Hati-hati jemari kekar menyentuh pipi si kecil, sungguh indah bagi sang mata biru blue bell. Rambut krem apricot; sepasang sayap demonic bermotif merah. Malaikat tak berpangkat ini berpikiran untuk merawatnya dengan harapan tidak tumbuh seperti Jan pada umumnya—senang berbuat kerusakan—karena akan berada di kalangan malaikat. Akhirnya ia pergi bersama bayi dalam gendongan ke surga. Itu adalah kesalahan ... fatal.
-oOo-
"Azazel! Ayo kita pergi! Bermain dan mengejar burung di telaga ya!"
"Ami!" Mendengar suara ajakan, pemuda berlari keluar dengan mengibas sedikit santak hampir terbang. Tak lama, Azazel merangkul perawakan yang lebih tua darinya.
Ami tertawa kecil mendapat tingkah temannya. "Azazel! Serindu itukah?"

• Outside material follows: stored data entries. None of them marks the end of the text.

//! The closed set of drawable objects held by a scene.

use std::fmt;

use crate::geometry::{Point3D, Rgb};
use crate::surface::Surface;
use crate::wireframe::{Wireframe, Wireframe3D};

#[derive(Debug, Clone, Copy, PartialEq, Eq, Hash)]
pub enum ObjectType {
    Dot,
    Line,
    Polygon,
    Curve,
    CurveBSpline,
    Polygon3D,
    SurfaceBezier,
    SurfaceBSpline,
    SurfaceBSplineFD,
}

impl ObjectType {
    pub fn is_3d(self) -> bool {
        matches!(
            self,
            ObjectType::Polygon3D
                | ObjectType::SurfaceBezier
                | ObjectType::SurfaceBSpline
                | ObjectType::SurfaceBSplineFD
        )
    }
}

impl fmt::Display for ObjectType {
    fn fmt(&self, f: &mut fmt::Formatter<'_>) -> fmt::Result {
        let name = match self {
            ObjectType::Dot => "Dot",
            ObjectType::Line => "Line",
            ObjectType::Polygon => "Polygon",
            ObjectType::Curve => "Curve",
            ObjectType::CurveBSpline => "B-spline curve",
            ObjectType::Polygon3D => "3D polygon",
            ObjectType::SurfaceBezier => "Bezier surface",
            ObjectType::SurfaceBSpline => "B-spline surface",
            ObjectType::SurfaceBSplineFD => "B-spline surface (forward differences)",
        };
        f.write_str(name)
    }
}

/// Any object a scene can hold.
///
/// Editing goes through a uniform set of operations. 2D objects ignore the z
/// components and rotate by `az` only.
#[derive(Debug, Clone, PartialEq)]
pub enum SceneObject {
    Wireframe(Wireframe),
    Wireframe3D(Wireframe3D),
    Surface(Surface),
}

macro_rules! each {
    ($self:expr, $o:ident => $body:expr) => {
        match $self {
            SceneObject::Wireframe($o) => $body,
            SceneObject::Wireframe3D($o) => $body,
            SceneObject::Surface($o) => $body,
        }
    };
}

impl SceneObject {
    pub fn name(&self) -> &str {
        each!(self, o => o.name())
    }

    pub fn object_type(&self) -> ObjectType {
        match self {
            SceneObject::Wireframe(w) => w.kind().object_type(),
            SceneObject::Wireframe3D(_) => ObjectType::Polygon3D,
            SceneObject::Surface(s) => s.kind().object_type(),
        }
    }

    pub fn color(&self) -> Rgb {
        each!(self, o => o.color())
    }

    pub fn set_color(&mut self, color: Rgb) {
        each!(self, o => o.set_color(color))
    }

    pub fn fill(&self) -> bool {
        each!(self, o => o.fill())
    }

    pub fn set_fill(&mut self, fill: bool) {
        each!(self, o => o.set_fill(fill))
    }

    pub fn is_selected(&self) -> bool {
        each!(self, o => o.is_selected())
    }

    pub fn select(&mut self) {
        each!(self, o => o.select())
    }

    pub fn deselect(&mut self) {
        each!(self, o => o.deselect())
    }

    pub fn translate(&mut self, dx: f64, dy: f64, dz: f64) {
        match self {
            SceneObject::Wireframe(w) => w.translate(dx, dy),
            SceneObject::Wireframe3D(w) => w.translate(dx, dy, dz),
            SceneObject::Surface(s) => s.translate(dx, dy, dz),
        }
    }

    pub fn scale(&mut self, sx: f64, sy: f64, sz: f64) {
        match self {
            SceneObject::Wireframe(w) => w.scale(sx, sy),
            SceneObject::Wireframe3D(w) => w.scale(sx, sy, sz),
            SceneObject::Surface(s) => s.scale(sx, sy, sz),
        }
    }

    /// Rotation about the world origin.
    pub fn rotate(&mut self, ax: f64, ay: f64, az: f64) {
        match self {
            SceneObject::Wireframe(w) => w.rotate(az),
            SceneObject::Wireframe3D(w) => w.rotate(ax, ay, az),
            SceneObject::Surface(s) => s.rotate(ax, ay, az),
        }
    }

    pub fn rotate_about_centroid(&mut self, ax: f64, ay: f64, az: f64) {
        match self {
            SceneObject::Wireframe(w) => w.rotate_about_centroid(az),
            SceneObject::Wireframe3D(w) => w.rotate_about_centroid(ax, ay, az),
            SceneObject::Surface(s) => s.rotate_about_centroid(ax, ay, az),
        }
    }

    pub fn rotate_about_point(&mut self, ax: f64, ay: f64, az: f64, pivot: Point3D) {
        match self {
            SceneObject::Wireframe(w) => w.rotate_about_point(az, pivot.x, pivot.y),
            SceneObject::Wireframe3D(w) => w.rotate_about_point(ax, ay, az, pivot),
            SceneObject::Surface(s) => s.rotate_about_point(ax, ay, az, pivot),
        }
    }

    /// Mean of the defining points, z = 0 for 2D objects.
    pub fn centroid(&self) -> Point3D {
        match self {
            SceneObject::Wireframe(w) => {
                let c = w.centroid();
                Point3D::new(c.x, c.y, 0.0)
            }
            SceneObject::Wireframe3D(w) => w.centroid(),
            SceneObject::Surface(s) => s.centroid(),
        }
    }

    pub fn as_wireframe(&self) -> Option<&Wireframe> {
        match self {
            SceneObject::Wireframe(w) => Some(w),
            _ => None,
        }
    }

    pub fn as_surface(&self) -> Option<&Surface> {
        match self {
            SceneObject::Surface(s) => Some(s),
            _ => None,
        }
    }
}

impl From<Wireframe> for SceneObject {
    fn from(w: Wireframe) -> Self {
        SceneObject::Wireframe(w)
    }
}

impl From<Wireframe3D> for SceneObject {
    fn from(w: Wireframe3D) -> Self {
        SceneObject::Wireframe3D(w)
    }
}

impl From<Surface> for SceneObject {
    fn from(s: Surface) -> Self {
        SceneObject::Surface(s)
    }
}

#[cfg(test)]
mod tests {
    use super::*;
    use crate::wireframe::WireframeKind;
    use approx::assert_abs_diff_eq;
    use nalgebra::Point2;

    fn square() -> SceneObject {
        Wireframe::new(
            "sq",
            WireframeKind::Polygon,
            vec![
                Point2::new(0.0, 0.0),
                Point2::new(2.0, 0.0),
                Point2::new(2.0, 2.0),
                Point2::new(0.0, 2.0),
            ],
        )
        .unwrap()
        .into()
    }

    #[test]
    fn types_and_display() {
        assert_eq!(square().object_type(), ObjectType::Polygon);
        assert_eq!(ObjectType::Line.to_string(), "Line");
        assert!(ObjectType::SurfaceBSplineFD.is_3d());
        assert!(!ObjectType::CurveBSpline.is_3d());
    }

    #[test]
    fn planar_objects_ignore_z() {
        let mut o = square();
        o.translate(1.0, 1.0, 50.0);
        o.rotate_about_centroid(90.0, 90.0, 0.0);
        let c = o.centroid();
        assert_abs_diff_eq!(c.x, 2.0, epsilon = 1e-12);
        assert_abs_diff_eq!(c.y, 2.0, epsilon = 1e-12);
        assert_eq!(c.z, 0.0);
    }

    #[test]
    fn rotate_about_point_uses_az() {
        let mut o = square();
        o.rotate_about_point(0.0, 0.0, 180.0, Point3D::new(0.0, 0.0, 7.0));
        let c = o.centroid();
        assert_abs_diff_eq!(c.x, -1.0, epsilon = 1e-9);
        assert_abs_diff_eq!(c.y, -1.0, epsilon = 1e-9);
    }

    #[test]
    fn selection_flags() {
        let mut o = square();
        assert!(!o.is_selected());
        o.select();
        assert!(o.is_selected());
        o.deselect();
        assert!(!o.is_selected());
    }
}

"Ami ... engkau sahabatku, tidak tahukah akan perasaanku?" gumam Azazel, mengundang senyum simpul pada laki-laki berambut merah.
"Azazel, kamu sendiri yang mengatakannya, aku adalah sahabatmu, tentu aku tahu ... saudaraku."

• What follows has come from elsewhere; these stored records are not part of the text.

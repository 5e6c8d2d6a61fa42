//! Point, line and polygon clipping against the viewport rectangle.
//!
//! All routines work in pixel space, where y grows downward: the "bottom"
//! boundary is `ymax` and the "top" boundary is `ymin`.

use nalgebra::Point2;

use crate::config::EPSILON;
use crate::viewport::Viewport;

pub const INSIDE: u8 = 0b0000;
pub const LEFT: u8 = 0b0001;
pub const RIGHT: u8 = 0b0010;
pub const BOTTOM: u8 = 0b0100;
pub const TOP: u8 = 0b1000;

/// Each endpoint moves to a boundary at most once per bit.
const MAX_CS_ITERATIONS: usize = 8;

/// Line clipping algorithm used by a canvas.
#[derive(Debug, Clone, Copy, PartialEq, Eq, Default)]
pub enum LineClipping {
    #[default]
    CohenSutherland,
    LiangBarsky,
}

impl LineClipping {
    pub fn clip(
        self,
        vp: &Viewport,
        p1: Point2<f64>,
        p2: Point2<f64>,
    ) -> Option<(Point2<f64>, Point2<f64>)> {
        match self {
            LineClipping::CohenSutherland => cohen_sutherland(vp, p1, p2),
            LineClipping::LiangBarsky => liang_barsky(vp, p1, p2),
        }
    }

    pub fn toggled(self) -> Self {
        match self {
            LineClipping::CohenSutherland => LineClipping::LiangBarsky,
            LineClipping::LiangBarsky => LineClipping::CohenSutherland,
        }
    }

    pub fn label(self) -> &'static str {
        match self {
            LineClipping::CohenSutherland => "Cohen-Sutherland",
            LineClipping::LiangBarsky => "Liang-Barsky",
        }
    }
}

pub fn clip_point(vp: &Viewport, p: Point2<f64>) -> bool {
    vp.contains(p)
}

/// The 4-bit Cohen-Sutherland region code of `p`.
pub fn outcode(vp: &Viewport, p: Point2<f64>) -> u8 {
    let mut code = INSIDE;
    if p.x < vp.xmin {
        code |= LEFT;
    } else if p.x > vp.xmax {
        code |= RIGHT;
    }
    if p.y > vp.ymax {
        code |= BOTTOM;
    } else if p.y < vp.ymin {
        code |= TOP;
    }
    code
}

pub fn cohen_sutherland(
    vp: &Viewport,
    p1: Point2<f64>,
    p2: Point2<f64>,
) -> Option<(Point2<f64>, Point2<f64>)> {
    let slope = if p2.x != p1.x {
        Some((p2.y - p1.y) / (p2.x - p1.x))
    } else {
        None
    };

    let (mut a, mut b) = (p1, p2);
    let (mut code_a, mut code_b) = (outcode(vp, a), outcode(vp, b));

    for _ in 0..MAX_CS_ITERATIONS {
        if code_a & code_b != 0 {
            return None;
        }
        if code_a | code_b == 0 {
            return Some((a, b));
        }
        if code_a != 0 {
            a = boundary_intersection(vp, code_a, a, slope);
            code_a = outcode(vp, a);
        } else {
            b = boundary_intersection(vp, code_b, b, slope);
            code_b = outcode(vp, b);
        }
    }

    // Only reachable when rounding keeps a corner-grazing line bouncing
    // between two boundaries.
    settle_grazing(vp, a, b)
}

/// Accept a segment whose endpoints sit on the viewport up to `EPSILON`,
/// clamped onto it.
fn settle_grazing(vp: &Viewport, a: Point2<f64>, b: Point2<f64>) -> Option<(Point2<f64>, Point2<f64>)> {
    let near = |p: Point2<f64>| {
        p.x >= vp.xmin - EPSILON && p.x <= vp.xmax + EPSILON && p.y >= vp.ymin - EPSILON && p.y <= vp.ymax + EPSILON
    };
    if near(a) && near(b) {
        let clamp = |p: Point2<f64>| Point2::new(p.x.clamp(vp.xmin, vp.xmax), p.y.clamp(vp.ymin, vp.ymax));
        Some((clamp(a), clamp(b)))
    } else {
        log::debug!("cohen-sutherland gave up on ({a}, {b}) after {MAX_CS_ITERATIONS} steps");
        None
    }
}

/// Move `p` onto the first boundary flagged in `code`, along the line.
fn boundary_intersection(vp: &Viewport, code: u8, p: Point2<f64>, slope: Option<f64>) -> Point2<f64> {
    let along_x = |x: f64| match slope {
        Some(m) => p.y + m * (x - p.x),
        None => p.y,
    };
    let along_y = |y: f64| match slope {
        Some(m) if m != 0.0 => p.x + (y - p.y) / m,
        _ => p.x,
    };

    if code & LEFT != 0 {
        Point2::new(vp.xmin, along_x(vp.xmin))
    } else if code & RIGHT != 0 {
        Point2::new(vp.xmax, along_x(vp.xmax))
    } else if code & BOTTOM != 0 {
        Point2::new(along_y(vp.ymax), vp.ymax)
    } else {
        Point2::new(along_y(vp.ymin), vp.ymin)
    }
}

pub fn liang_barsky(
    vp: &Viewport,
    p1: Point2<f64>,
    p2: Point2<f64>,
) -> Option<(Point2<f64>, Point2<f64>)> {
    let dx = p2.x - p1.x;
    let dy = p2.y - p1.y;

    let p = [-dx, dx, -dy, dy];
    let q = [
        p1.x - vp.xmin,
        vp.xmax - p1.x,
        p1.y - vp.ymin,
        vp.ymax - p1.y,
    ];

    let mut t_enter = 0.0_f64;
    let mut t_exit = 1.0_f64;
    for (&pi, &qi) in p.iter().zip(q.iter()) {
        if pi == 0.0 {
            // parallel to this boundary
            if qi < 0.0 {
                return None;
            }
        } else {
            let r = qi / pi;
            if pi < 0.0 {
                t_enter = t_enter.max(r);
            } else {
                t_exit = t_exit.min(r);
            }
        }
    }

    if t_enter > t_exit {
        return None;
    }

    let start = if t_enter != 0.0 {
        Point2::new(p1.x + t_enter * dx, p1.y + t_enter * dy)
    } else {
        p1
    };
    let end = if t_exit != 1.0 {
        Point2::new(p1.x + t_exit * dx, p1.y + t_exit * dy)
    } else {
        p2
    };
    Some((start, end))
}

#[derive(Debug, Clone, Copy, PartialEq, Eq)]
enum Edge {
    Left,
    Right,
    Bottom,
    Top,
}

impl Edge {
    const ALL: [Edge; 4] = [Edge::Left, Edge::Right, Edge::Bottom, Edge::Top];

    fn inside(self, vp: &Viewport, p: Point2<f64>) -> bool {
        match self {
            Edge::Left => p.x >= vp.xmin,
            Edge::Right => p.x <= vp.xmax,
            Edge::Bottom => p.y <= vp.ymax,
            Edge::Top => p.y >= vp.ymin,
        }
    }

    fn intersect(self, vp: &Viewport, a: Point2<f64>, b: Point2<f64>) -> Point2<f64> {
        let dx = b.x - a.x;
        let dy = b.y - a.y;
        let at_x = |x: f64| if dx != 0.0 { a.y + dy * (x - a.x) / dx } else { a.y };
        let at_y = |y: f64| if dy != 0.0 { a.x + dx * (y - a.y) / dy } else { a.x };
        match self {
            Edge::Left => Point2::new(vp.xmin, at_x(vp.xmin)),
            Edge::Right => Point2::new(vp.xmax, at_x(vp.xmax)),
            Edge::Bottom => Point2::new(at_y(vp.ymax), vp.ymax),
            Edge::Top => Point2::new(at_y(vp.ymin), vp.ymin),
        }
    }
}

/// Sutherland-Hodgman polygon clipping.
///
/// A result with fewer than 3 vertices means the polygon is clipped away.
pub fn sutherland_hodgman(vp: &Viewport, polygon: &[Point2<f64>]) -> Vec<Point2<f64>> {
    let mut output = polygon.to_vec();

    for edge in Edge::ALL {
        if output.is_empty() {
            break;
        }
        let input = std::mem::take(&mut output);
        for (i, &current) in input.iter().enumerate() {
            let next = input[(i + 1) % input.len()];
            let current_in = edge.inside(vp, current);
            let next_in = edge.inside(vp, next);
            if current_in {
                output.push(current);
                if !next_in {
                    output.push(edge.intersect(vp, current, next));
                }
            } else if next_in {
                output.push(edge.intersect(vp, current, next));
            }
        }
    }

    output
}

#[cfg(test)]
mod tests {
    use super::*;
    use approx::assert_abs_diff_eq;

    fn vp() -> Viewport {
        Viewport::new(0.0, 0.0, 500.0, 500.0)
    }

    fn pt(x: f64, y: f64) -> Point2<f64> {
        Point2::new(x, y)
    }

    #[test]
    fn grazing_endpoints_are_clamped_onto_the_viewport() {
        let (a, b) = settle_grazing(&vp(), pt(500.0 + 1e-12, 0.0), pt(250.0, -1e-12)).unwrap();
        assert_eq!(a, pt(500.0, 0.0));
        assert_eq!(b, pt(250.0, 0.0));
        assert!(settle_grazing(&vp(), pt(501.0, 0.0), pt(250.0, 0.0)).is_none());
    }

    #[test]
    fn point_clip_is_inclusive() {
        assert!(clip_point(&vp(), pt(0.0, 500.0)));
        assert!(!clip_point(&vp(), pt(-0.1, 10.0)));
        assert!(!clip_point(&vp(), pt(10.0, 500.1)));
    }

    #[test]
    fn outcodes_match_pixel_orientation() {
        let v = vp();
        assert_eq!(outcode(&v, pt(250.0, 250.0)), INSIDE);
        assert_eq!(outcode(&v, pt(-1.0, 250.0)), LEFT);
        assert_eq!(outcode(&v, pt(501.0, 250.0)), RIGHT);
        assert_eq!(outcode(&v, pt(250.0, 501.0)), BOTTOM);
        assert_eq!(outcode(&v, pt(250.0, -1.0)), TOP);
        assert_eq!(outcode(&v, pt(-1.0, -1.0)), LEFT | TOP);
    }

    fn battery() -> Vec<(Point2<f64>, Point2<f64>)> {
        vec![
            // fully inside
            (pt(10.0, 10.0), pt(490.0, 300.0)),
            (pt(100.0, 100.0), pt(100.0, 400.0)),
            // fully outside, same side and different sides
            (pt(-50.0, 10.0), pt(-10.0, 400.0)),
            (pt(600.0, -20.0), pt(700.0, 900.0)),
            (pt(-100.0, 450.0), pt(100.0, 700.0)),
            // crossing single boundaries
            (pt(-100.0, 250.0), pt(250.0, 250.0)),
            (pt(250.0, 250.0), pt(800.0, 100.0)),
            (pt(250.0, 250.0), pt(300.0, 900.0)),
            (pt(200.0, -300.0), pt(250.0, 250.0)),
            // crossing several boundaries
            (pt(-100.0, 250.0), pt(600.0, 250.0)),
            (pt(250.0, -100.0), pt(250.0, 600.0)),
            (pt(-100.0, -50.0), pt(600.0, 550.0)),
            (pt(-50.0, 300.0), pt(300.0, -60.0)),
            (pt(520.0, 100.0), pt(100.0, 560.0)),
        ]
    }

    #[test]
    fn cohen_sutherland_and_liang_barsky_agree() {
        let v = vp();
        for (a, b) in battery() {
            let cs = cohen_sutherland(&v, a, b);
            let lb = liang_barsky(&v, a, b);
            match (cs, lb) {
                (None, None) => {}
                (Some((c1, c2)), Some((l1, l2))) => {
                    assert_abs_diff_eq!(c1.x, l1.x, epsilon = 1e-9);
                    assert_abs_diff_eq!(c1.y, l1.y, epsilon = 1e-9);
                    assert_abs_diff_eq!(c2.x, l2.x, epsilon = 1e-9);
                    assert_abs_diff_eq!(c2.y, l2.y, epsilon = 1e-9);
                }
                other => panic!("algorithms disagree on {a:?}-{b:?}: {other:?}"),
            }
        }
    }

    #[test]
    fn inside_segment_is_untouched() {
        let (a, b) = (pt(10.0, 20.0), pt(30.0, 40.0));
        for algo in [LineClipping::CohenSutherland, LineClipping::LiangBarsky] {
            assert_eq!(algo.clip(&vp(), a, b), Some((a, b)));
        }
    }

    #[test]
    fn horizontal_crossing_clips_to_both_sides() {
        for algo in [LineClipping::CohenSutherland, LineClipping::LiangBarsky] {
            let (a, b) = algo.clip(&vp(), pt(-250.0, 250.0), pt(750.0, 250.0)).unwrap();
            assert_abs_diff_eq!(a.x, 0.0, epsilon = 1e-9);
            assert_abs_diff_eq!(b.x, 500.0, epsilon = 1e-9);
            assert_abs_diff_eq!(a.y, 250.0, epsilon = 1e-9);
        }
    }

    #[test]
    fn vertical_line_outside_is_rejected() {
        for algo in [LineClipping::CohenSutherland, LineClipping::LiangBarsky] {
            assert_eq!(algo.clip(&vp(), pt(-5.0, -100.0), pt(-5.0, 600.0)), None);
        }
    }

    #[test]
    fn degenerate_segment() {
        for algo in [LineClipping::CohenSutherland, LineClipping::LiangBarsky] {
            let p = pt(100.0, 100.0);
            assert_eq!(algo.clip(&vp(), p, p), Some((p, p)));
            let q = pt(-100.0, 100.0);
            assert_eq!(algo.clip(&vp(), q, q), None);
        }
    }

    #[test]
    fn polygon_inside_is_unchanged() {
        let square = vec![pt(100.0, 100.0), pt(400.0, 100.0), pt(400.0, 400.0), pt(100.0, 400.0)];
        assert_eq!(sutherland_hodgman(&vp(), &square), square);
    }

    #[test]
    fn polygon_outside_is_removed() {
        let tri = vec![pt(600.0, 600.0), pt(700.0, 600.0), pt(650.0, 700.0)];
        assert!(sutherland_hodgman(&vp(), &tri).len() < 3);
    }

    #[test]
    fn polygon_straddling_corner() {
        let square = vec![pt(-100.0, -100.0), pt(100.0, -100.0), pt(100.0, 100.0), pt(-100.0, 100.0)];
        let clipped = sutherland_hodgman(&vp(), &square);
        assert_eq!(clipped.len(), 4);
        for p in &clipped {
            assert!(vp().contains(*p));
        }
        assert!(clipped.contains(&pt(0.0, 0.0)));
        assert!(clipped.contains(&pt(100.0, 100.0)));
    }

    #[test]
    fn polygon_enclosing_viewport_becomes_viewport() {
        let big = vec![pt(-10.0, -10.0), pt(510.0, -10.0), pt(510.0, 510.0), pt(-10.0, 510.0)];
        let clipped = sutherland_hodgman(&vp(), &big);
        assert_eq!(clipped.len(), 4);
        for corner in [pt(0.0, 0.0), pt(500.0, 0.0), pt(500.0, 500.0), pt(0.0, 500.0)] {
            assert!(clipped.iter().any(|p| (p - corner).norm() < 1e-9));
        }
    }

    #[test]
    fn toggle_switches_algorithm() {
        assert_eq!(LineClipping::CohenSutherland.toggled(), LineClipping::LiangBarsky);
        assert_eq!(LineClipping::LiangBarsky.label(), "Liang-Barsky");
    }
}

Mendengar itu, Azazel tersenyum hingga mata hijau terpejam; makin erat memeluk sang lelaki feminim.
Ami menepuk pelan kepala Azazel, terasa rambut krem tebal di jemari. Tak lama, sosok malaikat dewasa perlahan menghampiri mereka. Gurat sabit jelas terukir melihat tingkah kedua insan.
"Ami hanya engkau dekat dengan Azazel, tolong jaga dia baik-baik. Azazel, anakku, jika engkau ingin pergi bermain, jangan lupa untuk kembali ketika para bidadari menyanyikan lagu mereka untuk memuja dan beribadah pada Yang Maha Suci."
"Baik, tuan Aruel." Ami mengangguk seraya membungkuk hormat, sedangkan Azazel terbang santai mendekati malaikat rambut keabuan, menggenggam pelan tangan kanan sang pria.
"Ayah, aku pasti kembali. Aku tidak pernah lupa untuk beribadah pada Yang Maha Suci." Merentangkan kedua sayap, bulu penyusun berhamburan. Mencium tangan sang Ayah atas keanggunan, mengucap salam dan menjauh bersama Ami.
"Oh, Lucifer! Cahaya fajar, kebanggaanku"
Azazel, Jan yang telah Aruel rawat sejak pembasmian. Tumbuh seperti usia empat belas tahun—umur asli tak diketahui—berwujud bak malaikat umumnya. Ajaran dari sang Ayah; tinggal di surga; berbaur dengan malaikat lain, membuat dia mempelajari segala hal tentang sosok suci dan memiliki kekuatan seperti halnya mereka.
Azazel dan Ami terbang melintas surga, pergi pada telaga dekat gerbang di mana tirta amarta terlampau sejuk. Jika ada seseorang meminum airnya, senantiasa tidak akan haus lagi. Mengepak konstan; saling mengucap salam, suasana surga yang indah; tenang; asri, melebihi segala hal. Belum pernah ada mata melihat, mulut mengucap, dan pikiran membayangkan.
Sampai pada tujuan, teramat luas. Lebih baik disebut samudra dengan gelas melebihi bintang. Pemilik rambut merah terempas angin langsung bermain, berlari mengejar burung penghuni. Berbeda dengan Azazel, memandang bias dirinya. Menyadari tingkah senyap sang sahabat, Ami langsung menepuk pundak membuat si rambut krem terkejut.
"Ada apa Azazel, saudaraku?" Yang dituju menggeleng, lalu bersandar pada pinggir telaga; mencelupkan sebelah tangan; bertopang dagu.
Seketika gelombang rendaman nampak menyebar, membuat air berubah sesaat menjadi biru kelam. Gelas permata, mengambang dan bersinar. Sungguh, telaga bak langit malam gemerling. Ami akhirnya duduk di samping Azazel, kagum dengan apa yang dilihat; sedikit bersiul.
Pemuda itu memecah sunyi, "Ami, apa pendapatmu tentang diriku?"
Ami mematung. Sebenarnya ingin menjawab dengan canda seperti kamu cakap, jika lompat ke kumpulan bidadari, mereka akan berlomba-lomba memeluk dan menciummu tapi melihat raut Azazel, dia memilih bungkam.
"Aku tahu ... beda 'kan?" Mendengar itu sang mata merah mengerdip, diam sejenak kemudian tertawa. Tentu Azazel heran.
"Kenapa berkata seperti itu? Bukankah kamu tahu sendiri, saudaraku, kamu sama saja seperti aku dan yang lain."
"Sama seperti yang Ayah katakan!" sambar Azazel tapi dibalas dengan senyum hangat.
"Aaaah iya, aku tahu, aku tahu. Memang kamu berbeda, lalu? Lihat bayanganmu dan aku dalam air, sama saja."
"Mereka tidak beranggapan seperti itu." Bariton sedih kentara, nampak mata hijau itu sayup.